The Bar-Kays – 1974 – Cold Blooded

A slept-on jewel of funk rock and greasy, laid back politically minded soul… 

Come 1974, Stax Records was in trouble financially, but as far as the Bar-Kays were concerned, this didn’t really change anything much. The label had struggled with the band’s drive towards hard rocking funk a la Funkadelic for a while now, and ‘Coldblooded’ was pumped out in 1974 to little fanfare. 

A1 Cold Blooded 3:08
A2 Harmony 3:44
A3 In the Scheme of Things 4:29
A4 Waiting and Hating 4:06
A5 Smiling Styling and Profiling 3:20
B1 Frame of Mind 3:35
B2 (I’ve Got To) Use My Imagination 5:37
B3 Fightin’ Fire With Fire 4:24
B4 Would I If I Could 3:44
B5 Be Yourself 3:38

By soulmakossa

The group’s obsession with Sly Stone is evident throughout the LP.  The sinister “Coldblooded” sounds like a studio version of the band’s “Feel It” jam, that hard socking end vamp to their Wattstax performance of “Son of Shaft”. The frenzied beats and gurgling, swamped bass and horns are heavily indebted to Stone’s “I Wanna Take You Higher”. 

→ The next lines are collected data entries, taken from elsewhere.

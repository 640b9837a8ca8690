//! Main application entry point.
//!
//! Parses the command line and either runs the daemon or sends one command to
//! an already running daemon and prints its answer:
//!
//! - `huedimmer [--debug] [--config <dir>] [--log <file>]` runs the daemon
//! - `huedimmer raise|lower|stop|set|get <targets...> [options]` talks to it

use anyhow::{Result, bail};

use huedimmer::Daemon;
use huedimmer::args::{self, CliAction, ParsedArgs};
use huedimmer::config;
use huedimmer::constants::EXIT_FAILURE;
use huedimmer::ipc::{IpcClient, Request};
use huedimmer::logger::Log;
use huedimmer::{log_debug, log_end, log_error_exit, log_pipe, log_warning};

fn main() {
    let parsed = ParsedArgs::parse(std::env::args());

    let result = match parsed.action {
        CliAction::ShowVersion => {
            args::display_version_info();
            Ok(())
        }
        CliAction::ShowHelp => {
            args::display_help();
            Ok(())
        }
        CliAction::ShowHelpDueToError(message) => {
            log_pipe!();
            log_warning!("{message}");
            args::display_help();
            std::process::exit(EXIT_FAILURE);
        }
        CliAction::Run {
            debug_enabled,
            config_dir,
            log_file,
        } => run_daemon(debug_enabled, config_dir, log_file),
        CliAction::Send {
            debug_enabled,
            request,
        } => send_request(debug_enabled, request),
    };

    if let Err(e) = result {
        log_error_exit!("{e:#}");
        log_end!();
        std::process::exit(EXIT_FAILURE);
    }
}

fn run_daemon(debug_enabled: bool, config_dir: Option<String>, log_file: Option<String>) -> Result<()> {
    config::set_config_dir(config_dir)?;

    // Held until the daemon returns so buffered lines reach the file
    let _log_guard = match log_file {
        Some(path) => Some(Log::start_file_logging(path)?),
        None => None,
    };

    Daemon::new(debug_enabled).run()
}

fn send_request(debug_enabled: bool, request: Request) -> Result<()> {
    if debug_enabled {
        log_debug!("Sending {} request", request.name());
    }

    let response = IpcClient::connect()?.send(&request)?;

    if !response.ok {
        bail!(
            "Daemon rejected {}: {}",
            request.name(),
            response.error.unwrap_or_else(|| "unknown error".to_string())
        );
    }

    if let Some(result) = response.result {
        println!("{}", serde_json::to_string_pretty(&result)?);
    }
    Ok(())
}
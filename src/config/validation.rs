//! Configuration validation functionality.
//!
//! Rejects out-of-range tuning values and aliases that do not name a light or
//! group, so problems surface at startup rather than on the first command.

use anyhow::{Result, bail};

use super::Config;
use crate::bridge::LightTarget;
use crate::constants::*;

/// Validate every field that is present.
pub fn validate_config(config: &Config) -> Result<()> {
    if let Some(sweep) = config.sweep_time
        && !(MINIMUM_SWEEP_TIME..=MAXIMUM_SWEEP_TIME).contains(&sweep)
    {
        bail!(
            "sweep_time ({sweep} s) must be between {MINIMUM_SWEEP_TIME} and {MAXIMUM_SWEEP_TIME} seconds"
        );
    }

    if let Some(settle) = config.settle_buffer
        && !(MINIMUM_SETTLE_BUFFER..=MAXIMUM_SETTLE_BUFFER).contains(&settle)
    {
        bail!(
            "settle_buffer ({settle} s) must be between {MINIMUM_SETTLE_BUFFER} and {MAXIMUM_SETTLE_BUFFER} seconds"
        );
    }

    if let Some(step) = config.min_step
        && !(MINIMUM_MIN_STEP..=MAXIMUM_MIN_STEP).contains(&step)
    {
        bail!("min_step ({step}%) must be between {MINIMUM_MIN_STEP} and {MAXIMUM_MIN_STEP} percent");
    }

    if let Some(timeout) = config.request_timeout_ms
        && !(MINIMUM_REQUEST_TIMEOUT_MS..=MAXIMUM_REQUEST_TIMEOUT_MS).contains(&timeout)
    {
        bail!(
            "request_timeout_ms ({timeout} ms) must be between {MINIMUM_REQUEST_TIMEOUT_MS} and {MAXIMUM_REQUEST_TIMEOUT_MS} milliseconds"
        );
    }

    if let Some(host) = config.bridge_host.as_deref()
        && host.trim().is_empty()
    {
        bail!("bridge_host must not be empty");
    }

    validate_aliases(config)
}

fn validate_aliases(config: &Config) -> Result<()> {
    for (name, target) in &config.aliases {
        if name.trim().is_empty() || name.contains('/') {
            bail!("Alias name '{name}' must be non-empty and must not contain '/'");
        }
        if LightTarget::parse(target).is_none() {
            bail!(
                "Alias '{name}' points to '{target}', expected \"light/<id>\" or \"grouped_light/<id>\""
            );
        }
    }
    Ok(())
}
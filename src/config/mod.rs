//! Configuration system for huedimmer.
//!
//! Settings live in `huedimmer.toml`, found in `$XDG_CONFIG_HOME/huedimmer/`
//! unless `--config <dir>` points elsewhere. A commented default file is
//! written on first run.
//!
//! ```toml
//! #[Bridge]
//! bridge_host = "192.168.1.2"   # Hue bridge address
//! application_key = ""          # CLIP v2 application key
//! request_timeout_ms = 3000     # Bridge HTTP timeout (100-60000) ms
//!
//! #[Transitions]
//! sweep_time = 5.0              # Seconds for a full 0-100% sweep (0.1-3600)
//! settle_buffer = 2.0           # Extra guard seconds after a transition (0-60)
//! min_step = 0.4                # Smallest brightness change worth sending (0-10)
//!
//! [aliases]
//! kitchen = "light/3f1c0c2e-..."
//! living_room = "grouped_light/9a0e..."
//! ```
//!
//! Every field is optional in the file; accessors fall back to the constants
//! in [`crate::constants`]. The bridge address and key are only required by
//! the daemon, which checks them through [`Config::bridge_credentials`].

pub mod builder;
pub mod loading;
pub mod validation;

use anyhow::{Result, bail};
use serde::Deserialize;
use std::collections::BTreeMap;
use std::path::PathBuf;
use std::time::Duration;

use crate::bridge::LightTarget;
use crate::constants::*;
use crate::dimmer::DimmerSettings;

pub use builder::create_default_config;
pub use loading::{get_config_path, get_custom_config_dir, load, load_from_path, set_config_dir};

#[derive(Debug, Deserialize, Clone, Default, PartialEq)]
pub struct Config {
    /// Address of the Hue bridge, optionally with an `http(s)://` prefix
    pub bridge_host: Option<String>,
    /// CLIP v2 application key (the `hue-application-key` header)
    pub application_key: Option<String>,
    pub sweep_time: Option<f64>,    // seconds for a full 0-100% sweep
    pub settle_buffer: Option<f64>, // extra guard seconds after a transition
    pub min_step: Option<f64>,      // percent
    pub request_timeout_ms: Option<u64>,
    /// Friendly names for targets, e.g. `kitchen = "light/<id>"`
    #[serde(default)]
    pub aliases: BTreeMap<String, String>,
}

impl Config {
    /// Load configuration using the module's load function
    pub fn load() -> Result<Self> {
        load()
    }

    /// Load from path using the module's load_from_path function
    pub fn load_from_path(path: &PathBuf) -> Result<Self> {
        load_from_path(path)
    }

    /// Get configuration path using the module's get_config_path function
    pub fn get_config_path() -> Result<PathBuf> {
        get_config_path()
    }

    pub fn sweep_time(&self) -> f64 {
        self.sweep_time.unwrap_or(DEFAULT_SWEEP_TIME)
    }

    pub fn settle_buffer(&self) -> f64 {
        self.settle_buffer.unwrap_or(DEFAULT_SETTLE_BUFFER)
    }

    pub fn min_step(&self) -> f64 {
        self.min_step.unwrap_or(DEFAULT_MIN_STEP)
    }

    pub fn request_timeout(&self) -> Duration {
        Duration::from_millis(self.request_timeout_ms.unwrap_or(DEFAULT_REQUEST_TIMEOUT_MS))
    }

    pub fn dimmer_settings(&self, debug_enabled: bool) -> DimmerSettings {
        DimmerSettings {
            sweep_time: self.sweep_time(),
            min_step: self.min_step(),
            debug_enabled,
        }
    }

    /// Bridge host and application key, or an error naming what is missing.
    pub fn bridge_credentials(&self) -> Result<(&str, &str)> {
        let host = self
            .bridge_host
            .as_deref()
            .map(str::trim)
            .filter(|h| !h.is_empty());
        let key = self
            .application_key
            .as_deref()
            .map(str::trim)
            .filter(|k| !k.is_empty());

        match (host, key) {
            (Some(host), Some(key)) => Ok((host, key)),
            (None, _) => bail!("bridge_host is not set in the configuration"),
            (_, None) => bail!("application_key is not set in the configuration"),
        }
    }

    /// Resolve `light/<id>`, `grouped_light/<id>` or a configured alias.
    pub fn resolve_target(&self, name: &str) -> Option<LightTarget> {
        let name = name.trim();
        LightTarget::parse(name).or_else(|| {
            self.aliases
                .get(name)
                .and_then(|target| LightTarget::parse(target))
        })
    }

    /// Resolve every name, logging and skipping the ones that do not resolve.
    pub fn resolve_targets(&self, names: &[String]) -> Vec<LightTarget> {
        names
            .iter()
            .filter_map(|name| {
                let target = self.resolve_target(name);
                if target.is_none() {
                    log_warning!("Unknown target '{name}', skipping");
                }
                target
            })
            .collect()
    }

    pub fn log_config(&self) {
        log_block_start!("Loaded configuration");

        if let Some(host) = self.bridge_host.as_deref() {
            log_indented!("Bridge: {host}");
        }
        log_indented!(
            "Sweep time: {:.1}s, settle buffer: {:.1}s",
            self.sweep_time(),
            self.settle_buffer()
        );
        log_indented!("Minimum step: {:.1}%", self.min_step());
        log_indented!(
            "Request timeout: {}ms",
            self.request_timeout().as_millis()
        );

        if !self.aliases.is_empty() {
            log_indented!(
                "Aliases: {}",
                self.aliases.keys().cloned().collect::<Vec<_>>().join(", ")
            );
        }
    }
}
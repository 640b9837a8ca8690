//! Signal handling for the daemon.
//!
//! SIGINT, SIGTERM and SIGHUP all request a graceful shutdown: a background
//! thread clears the shared `running` flag, which the IPC accept loop polls.

use anyhow::{Context, Result};
use signal_hook::{
    consts::signal::{SIGHUP, SIGINT, SIGTERM},
    iterator::{Handle, Signals},
};
use std::{
    sync::Arc,
    sync::atomic::{AtomicBool, Ordering},
    thread,
};

/// Signal handling state shared between threads
pub struct SignalState {
    /// Atomic flag indicating if the application should keep running
    pub running: Arc<AtomicBool>,
    handle: Handle,
}

impl SignalState {
    /// Stop listening for signals and let the handler thread exit.
    pub fn close(&self) {
        self.handle.close();
    }
}

/// Set up signal handling for the daemon.
pub fn setup_signal_handler(debug_enabled: bool) -> Result<SignalState> {
    let running = Arc::new(AtomicBool::new(true));

    let mut signals =
        Signals::new([SIGINT, SIGTERM, SIGHUP]).context("failed to register signal handlers")?;
    let handle = signals.handle();

    let running_clone = running.clone();
    thread::spawn(move || {
        for sig in signals.forever() {
            log_pipe!();
            log_info!("{}", shutdown_message(sig, debug_enabled));
            running_clone.store(false, Ordering::SeqCst);
        }
    });

    Ok(SignalState { running, handle })
}

fn shutdown_message(sig: i32, debug_enabled: bool) -> &'static str {
    match sig {
        SIGINT if debug_enabled => "Received SIGINT (Ctrl+C), initiating graceful shutdown...",
        SIGINT => "Received interrupt signal, initiating graceful shutdown...",
        SIGTERM => "Received termination request, initiating graceful shutdown...",
        SIGHUP => "Received hangup signal, initiating graceful shutdown...",
        _ => "Received shutdown signal, initiating graceful shutdown...",
    }
}

#[cfg(test)]
mod tests {
    use super::*;

    #[test]
    fn test_shutdown_messages() {
        assert!(shutdown_message(SIGINT, true).contains("SIGINT"));
        assert!(shutdown_message(SIGINT, false).contains("interrupt"));
        assert!(shutdown_message(SIGTERM, false).contains("termination"));
        assert!(shutdown_message(SIGHUP, false).contains("hangup"));
    }
}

There’s a hint of Sly’s “Family Affair” in “Harmony“, another dark, brooding, simmering stew of funky grooves, wah wah guitars, muddy bass riffs and stretched out horns. A superb message tune, it brilliantly showcases Larry Dodson’s soaring gospelfide vocals. 

Swooshing cymbals, Shaft-style, and a meaty clavinet open the romping funk excursion “In the Scheme of Things“, a horn-heavy slice of soulful rock at its nastiest with a solid guitar solo by Lloyd Smith. 

The Bar-Kays then delve into a thick, murky funky blues with the gargantuan bass-fest “Waiting and Hating“, with Dodson vocalizing through a leslie speaker. This is one of those incredibly groovy tunes you’d expect on one of Albert King’s mid-70s albums for Stax. 

Heavy funk breaks are all over the mammoth groovathon “Smiling, Styling and Profiling”, a real lowdown barnburner taking it back to the country. Twanging guitars and a wailing harmonica, it’s all here, on top of a incisive, thumping beat. 

The flipside doesn’t dissapoint either: “Frame of Mind“, with its oozing clavinet intro, is a more pacey affair, kicking it firmly on the one while guitarist Smith throws in some delicious wah wah riffs. 

(I’ve Got To) Use My Imagination” starts off with a super mellow, gently flowing clavinet lick, but it soon gets right back in the pocket as rock hard guitars start creeping in and out and the groove is taken to yet another messy, horn-laden workout. The short intermezzo, however, sounds almost like Earth, Wind & Fire dropped by the studio. 

Most political of all is the jazz-funk-rock opus “Fightin’ Fire With Fire“, another teaser that begins soft and mellow but quickly evolves into a monster of a funk jam. 

With “Would If I Could“, the Bar-Kays give a final salute to Sly & The Family Stone, adding a stupidly funky coda to it similar to the one that graced The Family’s 1969 anthem “Stand”. A bubblin’, bumpin’, deep fried, hi-cholesterol funk tour de force… 

The LP ends with “Be Yourself“, a track culled from the band’s predecessing album ‘Do You See What I See’ (1972). 

‘Coldblooded’ is all killer, no filler… a must for funkateers.